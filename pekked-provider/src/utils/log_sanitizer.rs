//! Log sanitization utilities
//!
//! Keeps RPC payloads (ABI blobs, contract bytecode) from flooding debug logs.

/// Maximum number of bytes to include in truncated log output.
const TRUNCATE_LIMIT: usize = 256;

/// MSRV-compatible replacement for `str::floor_char_boundary`.
fn floor_char_boundary(s: &str, index: usize) -> usize {
    if index >= s.len() {
        s.len()
    } else {
        let mut i = index;
        while i > 0 && !s.is_char_boundary(i) {
            i -= 1;
        }
        i
    }
}

/// Truncate a string for logging, noting the original length.
pub fn truncate_for_log(s: &str) -> String {
    if s.len() <= TRUNCATE_LIMIT {
        s.to_string()
    } else {
        format!(
            "{}... [truncated, total {} bytes]",
            &s[..floor_char_boundary(s, TRUNCATE_LIMIT)],
            s.len()
        )
    }
}

/// Summarize call data as `selector (+N bytes)`.
pub fn summarize_calldata(data: &[u8]) -> String {
    if data.len() <= 4 {
        format!("0x{}", hex::encode(data))
    } else {
        format!("0x{} (+{} bytes)", hex::encode(&data[..4]), data.len() - 4)
    }
}
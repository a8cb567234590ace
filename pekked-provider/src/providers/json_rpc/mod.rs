//! JSON-RPC wallet provider
//!
//! Talks EIP-1193 method names over HTTP to a wallet bridge or a node with
//! unlocked accounts. Chain changes are detected by polling `eth_chainId`.

mod error;
mod http;
mod types;
mod wallet;

use std::sync::Arc;
use std::sync::atomic::AtomicU64;
use std::time::Duration;

use reqwest::Client;
use tokio::sync::broadcast;
use tokio::task::JoinHandle;

use crate::types::ChainId;

/// Default connect timeout (seconds)
const DEFAULT_CONNECT_TIMEOUT_SECS: u64 = 10;
/// Default request timeout (seconds)
const DEFAULT_REQUEST_TIMEOUT_SECS: u64 = 30;
/// Default retry budget for idempotent calls
const DEFAULT_MAX_RETRIES: u32 = 3;
/// Buffered `chainChanged` notifications per subscriber
const CHAIN_EVENT_CAPACITY: usize = 16;

/// JSON-RPC wallet provider
pub struct JsonRpcWallet {
    pub(crate) client: Client,
    pub(crate) url: String,
    pub(crate) max_retries: u32,
    pub(crate) next_id: AtomicU64,
    pub(crate) chain_events: broadcast::Sender<ChainId>,
}

impl JsonRpcWallet {
    pub fn new(url: impl Into<String>) -> Self {
        let (chain_events, _) = broadcast::channel(CHAIN_EVENT_CAPACITY);
        Self {
            client: create_http_client(),
            url: url.into(),
            max_retries: DEFAULT_MAX_RETRIES,
            next_id: AtomicU64::new(1),
            chain_events,
        }
    }

    /// Retry budget for idempotent calls. `eth_sendTransaction` is never retried.
    #[must_use]
    pub fn with_max_retries(mut self, max_retries: u32) -> Self {
        self.max_retries = max_retries;
        self
    }

    pub fn url(&self) -> &str {
        &self.url
    }

    /// Poll `eth_chainId` and emit `chainChanged` whenever it differs from
    /// the last observed value.
    ///
    /// Errors are logged and polling continues. The task ends when the
    /// returned handle is aborted.
    pub fn watch_chain(self: Arc<Self>, interval: Duration) -> JoinHandle<()> {
        tokio::spawn(async move {
            let mut last: Option<ChainId> = None;
            let mut ticker = tokio::time::interval(interval);
            loop {
                ticker.tick().await;
                match self.fetch_chain_id().await {
                    Ok(current) => {
                        if last.is_some_and(|prev| prev != current) {
                            log::info!("[json-rpc] chainChanged -> {current}");
                            // no subscribers is fine
                            let _ = self.chain_events.send(current);
                        }
                        last = Some(current);
                    }
                    Err(e) => log::warn!("[json-rpc] Chain poll failed: {e}"),
                }
            }
        })
    }
}

/// HTTP client with connect and request timeouts.
fn create_http_client() -> Client {
    Client::builder()
        .connect_timeout(Duration::from_secs(DEFAULT_CONNECT_TIMEOUT_SECS))
        .timeout(Duration::from_secs(DEFAULT_REQUEST_TIMEOUT_SECS))
        .build()
        .unwrap_or_else(|e| {
            log::warn!("[json-rpc] Falling back to default HTTP client: {e}");
            Client::new()
        })
}

#[cfg(test)]
mod tests {
    use super::*;
    use crate::error::ProviderError;
    use crate::traits::WalletProvider;

    #[tokio::test]
    async fn empty_endpoint_is_not_installed() {
        let wallet = JsonRpcWallet::new("  ");
        let err = wallet.chain_id().await.unwrap_err();
        assert!(matches!(err, ProviderError::NotInstalled { .. }), "{err:?}");
        assert!(err.is_expected());
    }

    #[tokio::test]
    async fn malformed_endpoint_is_not_installed() {
        let wallet = JsonRpcWallet::new("not a url").with_max_retries(0);
        let err = wallet.accounts().await.unwrap_err();
        assert!(matches!(err, ProviderError::NotInstalled { .. }), "{err:?}");
    }
}
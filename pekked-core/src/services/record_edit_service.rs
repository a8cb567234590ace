//! Record edit workflow

use std::sync::Arc;

use pekked_provider::{Address, TxHash};

use crate::error::{CoreError, CoreResult, EMPTY_FIELD};
use crate::services::{log_failure, RegistryReader, ServiceContext};
use crate::types::MintRecord;

#[derive(Debug, Clone, PartialEq, Eq)]
pub enum RecordUpdateOutcome {
    /// Another submission was in flight; nothing was sent
    AlreadyInFlight,
    Updated {
        tx: TxHash,
        explorer_url: Option<String>,
    },
}

/// Record edit service
pub struct RecordEditService {
    ctx: Arc<ServiceContext>,
    reader: Arc<RegistryReader>,
}

impl RecordEditService {
    /// Create a record edit service instance
    #[must_use]
    pub fn new(ctx: Arc<ServiceContext>, reader: Arc<RegistryReader>) -> Self {
        Self { ctx, reader }
    }

    /// Check that the wallet's current account may edit `mint`.
    ///
    /// Owner comparison is case-insensitive.
    pub async fn enter_edit(&self, mint: &MintRecord) -> CoreResult<()> {
        let address = self.current_account().await?;
        if !mint.is_owned_by(&address) {
            return Err(not_owner(&mint.name, &mint.owner, &address));
        }
        Ok(())
    }

    /// Replace the record of `name` with `record`.
    ///
    /// Ownership is checked on chain against the account about to sign, so a
    /// name the session does not own is never submitted. A reverted and an
    /// unconfirmed update share one user message. The list is refreshed right
    /// after a confirmed update; a failed refresh is only logged.
    pub async fn update_record(&self, name: &str, record: &str) -> CoreResult<RecordUpdateOutcome> {
        if name.is_empty() || record.is_empty() {
            return Err(CoreError::ValidationFailed(EMPTY_FIELD.to_string()));
        }

        let Some(_permit) = self.ctx.try_begin_submission() else {
            log::debug!("[record-edit] Submission already in flight, ignoring");
            return Ok(RecordUpdateOutcome::AlreadyInFlight);
        };

        log::info!("[record-edit] Updating domain {name} with record {record}");

        let result = self.submit(name, record).await;
        if let Err(e) = &result {
            log_failure("record-edit", "Record update failed", e);
        }
        result
    }

    async fn current_account(&self) -> CoreResult<Address> {
        self.ctx
            .wallet()?
            .accounts()
            .await?
            .into_iter()
            .next()
            .ok_or(CoreError::NotConnected)
    }

    async fn submit(&self, name: &str, record: &str) -> CoreResult<RecordUpdateOutcome> {
        let signer = self.ctx.ensure_ready_to_submit().await?;
        let registry = self.ctx.registry()?;

        let owner = registry.owner(name).await?;
        if !owner.matches(&signer) {
            return Err(not_owner(name, &owner, &signer));
        }

        let tx = registry.set_record(name, record).await?;
        let receipt = registry
            .wait(&tx)
            .await
            .map_err(|e| CoreError::TransactionNeverConfirmed(e.to_string()))?;
        if !receipt.is_success() {
            return Err(CoreError::TransactionReverted(tx.to_string()));
        }

        let explorer_url = self.ctx.settings.required_network.tx_url(&tx);
        log::info!(
            "[record-edit] Record set {}",
            explorer_url.as_deref().unwrap_or(tx.0.as_str())
        );

        // The reader logs its own failures and keeps the previous list
        let _ = self.reader.refresh().await;

        Ok(RecordUpdateOutcome::Updated { tx, explorer_url })
    }
}

fn not_owner(name: &str, owner: &Address, account: &Address) -> CoreError {
    log::warn!("[record-edit] {name} is owned by {owner}, not {account}");
    CoreError::NotOwner(name.to_string())
}
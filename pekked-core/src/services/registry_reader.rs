//! Registered names reader

use std::sync::Arc;

use futures::{stream, StreamExt, TryStreamExt};
use pekked_provider::ProviderError;
use tokio::sync::RwLock;

use crate::error::{CoreError, CoreResult};
use crate::services::{log_failure, ServiceContext};
use crate::types::MintRecord;

/// Registry reader
///
/// Holds the last successfully fetched list. A failed refresh never touches it.
pub struct RegistryReader {
    ctx: Arc<ServiceContext>,
    mints: RwLock<Arc<Vec<MintRecord>>>,
}

impl RegistryReader {
    /// Create a registry reader instance
    #[must_use]
    pub fn new(ctx: Arc<ServiceContext>) -> Self {
        Self {
            ctx,
            mints: RwLock::new(Arc::new(Vec::new())),
        }
    }

    /// Read every registered name with its record and owner.
    ///
    /// Lookups run with bounded concurrency; output order and ids follow the
    /// registry's name list. The first failing lookup fails the whole fetch.
    pub async fn fetch_all(&self) -> CoreResult<Vec<MintRecord>> {
        let registry = self.ctx.registry()?;
        let names = registry
            .all_names()
            .await
            .map_err(|e| CoreError::RefreshFailed(e.to_string()))?;

        log::debug!("[registry] Fetching {} names", names.len());

        stream::iter(names.into_iter().enumerate())
            .map(|(id, name)| {
                let registry = Arc::clone(&registry);
                async move {
                    let (record, owner) =
                        futures::try_join!(registry.record(&name), registry.owner(&name))?;
                    Ok::<_, ProviderError>(MintRecord {
                        id,
                        name,
                        record,
                        owner,
                    })
                }
            })
            .buffered(self.ctx.settings.fanout.max(1))
            .try_collect::<Vec<_>>()
            .await
            .map_err(|e| CoreError::RefreshFailed(e.to_string()))
    }

    /// Replace the cached list with a fresh fetch.
    pub async fn refresh(&self) -> CoreResult<Arc<Vec<MintRecord>>> {
        match self.fetch_all().await {
            Ok(mints) => {
                let mints = Arc::new(mints);
                *self.mints.write().await = Arc::clone(&mints);
                log::info!("[registry] Loaded {} names", mints.len());
                Ok(mints)
            }
            Err(e) => {
                log_failure("registry", "Refresh failed, keeping previous list", &e);
                Err(e)
            }
        }
    }

    /// Last successfully fetched list.
    pub async fn snapshot(&self) -> Arc<Vec<MintRecord>> {
        Arc::clone(&*self.mints.read().await)
    }

    /// Forget the cached list (network or account changed).
    pub async fn clear(&self) {
        *self.mints.write().await = Arc::new(Vec::new());
    }
}
//! Abstractions the core calls back into

mod context_reloader;

pub use context_reloader::ContextReloader;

------------

Activity: Search the data for "warn". Copy every line that has it.

Task solution:
                    Err(e) => log::warn!("[json-rpc] Chain poll failed: {e}"),
            log::warn!("[json-rpc] Falling back to default HTTP client: {e}");
    log::warn!("[record-edit] {name} is owned by {owner}, not {account}");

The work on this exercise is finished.